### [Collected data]
◇ ◇ ◇ ◇
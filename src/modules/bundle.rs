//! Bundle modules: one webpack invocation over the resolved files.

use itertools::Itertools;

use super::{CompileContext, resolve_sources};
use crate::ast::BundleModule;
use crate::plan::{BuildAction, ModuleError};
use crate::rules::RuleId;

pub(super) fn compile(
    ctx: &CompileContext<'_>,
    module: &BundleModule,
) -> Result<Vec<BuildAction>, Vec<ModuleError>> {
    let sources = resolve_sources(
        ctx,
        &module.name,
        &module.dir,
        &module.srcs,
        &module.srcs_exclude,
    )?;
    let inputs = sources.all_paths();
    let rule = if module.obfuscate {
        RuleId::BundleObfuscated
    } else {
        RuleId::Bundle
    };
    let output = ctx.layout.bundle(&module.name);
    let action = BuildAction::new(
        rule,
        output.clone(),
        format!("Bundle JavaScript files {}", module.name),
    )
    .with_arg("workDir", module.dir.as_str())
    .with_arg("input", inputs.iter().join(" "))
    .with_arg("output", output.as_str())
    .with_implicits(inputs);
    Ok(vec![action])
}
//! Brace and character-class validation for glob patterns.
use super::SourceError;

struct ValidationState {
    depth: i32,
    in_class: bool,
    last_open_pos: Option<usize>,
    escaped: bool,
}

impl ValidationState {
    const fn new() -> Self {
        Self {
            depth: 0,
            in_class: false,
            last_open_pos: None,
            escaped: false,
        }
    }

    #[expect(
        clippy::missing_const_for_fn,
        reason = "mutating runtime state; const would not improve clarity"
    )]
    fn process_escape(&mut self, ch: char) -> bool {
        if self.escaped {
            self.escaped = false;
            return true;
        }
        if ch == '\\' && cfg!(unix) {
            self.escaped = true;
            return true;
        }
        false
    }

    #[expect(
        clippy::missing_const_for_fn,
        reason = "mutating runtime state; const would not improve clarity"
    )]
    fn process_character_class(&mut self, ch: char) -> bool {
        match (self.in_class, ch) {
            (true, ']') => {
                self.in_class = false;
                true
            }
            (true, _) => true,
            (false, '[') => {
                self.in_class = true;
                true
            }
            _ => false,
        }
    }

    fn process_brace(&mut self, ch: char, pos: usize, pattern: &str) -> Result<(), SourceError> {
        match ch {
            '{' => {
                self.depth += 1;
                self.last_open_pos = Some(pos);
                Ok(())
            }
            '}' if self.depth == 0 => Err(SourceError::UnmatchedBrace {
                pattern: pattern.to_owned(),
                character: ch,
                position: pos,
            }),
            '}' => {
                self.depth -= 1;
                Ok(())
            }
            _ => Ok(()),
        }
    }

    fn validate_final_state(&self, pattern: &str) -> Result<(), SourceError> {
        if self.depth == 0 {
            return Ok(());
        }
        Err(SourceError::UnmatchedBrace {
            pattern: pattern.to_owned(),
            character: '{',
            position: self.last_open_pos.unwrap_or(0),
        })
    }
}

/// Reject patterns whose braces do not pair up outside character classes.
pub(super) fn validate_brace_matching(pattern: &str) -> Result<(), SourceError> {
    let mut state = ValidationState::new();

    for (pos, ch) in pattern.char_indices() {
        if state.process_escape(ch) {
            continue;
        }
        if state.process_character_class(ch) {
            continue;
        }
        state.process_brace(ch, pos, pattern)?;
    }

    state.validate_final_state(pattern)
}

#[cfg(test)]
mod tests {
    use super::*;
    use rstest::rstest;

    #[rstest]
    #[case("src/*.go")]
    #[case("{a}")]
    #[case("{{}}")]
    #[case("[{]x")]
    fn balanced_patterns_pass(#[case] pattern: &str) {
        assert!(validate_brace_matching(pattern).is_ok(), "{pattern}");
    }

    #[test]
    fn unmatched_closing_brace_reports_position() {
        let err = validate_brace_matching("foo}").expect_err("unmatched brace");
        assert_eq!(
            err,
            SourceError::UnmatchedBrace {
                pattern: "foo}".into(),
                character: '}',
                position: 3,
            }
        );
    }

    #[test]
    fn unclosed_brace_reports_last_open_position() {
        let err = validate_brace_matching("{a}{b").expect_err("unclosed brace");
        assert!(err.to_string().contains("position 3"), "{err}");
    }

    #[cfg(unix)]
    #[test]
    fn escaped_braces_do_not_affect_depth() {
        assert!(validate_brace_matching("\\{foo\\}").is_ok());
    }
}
◇ ◇ ◇ ◇
### [Directions for this task]
Say how many lines in the records above hold "output", and give no other text.

### [Solution for this task]
3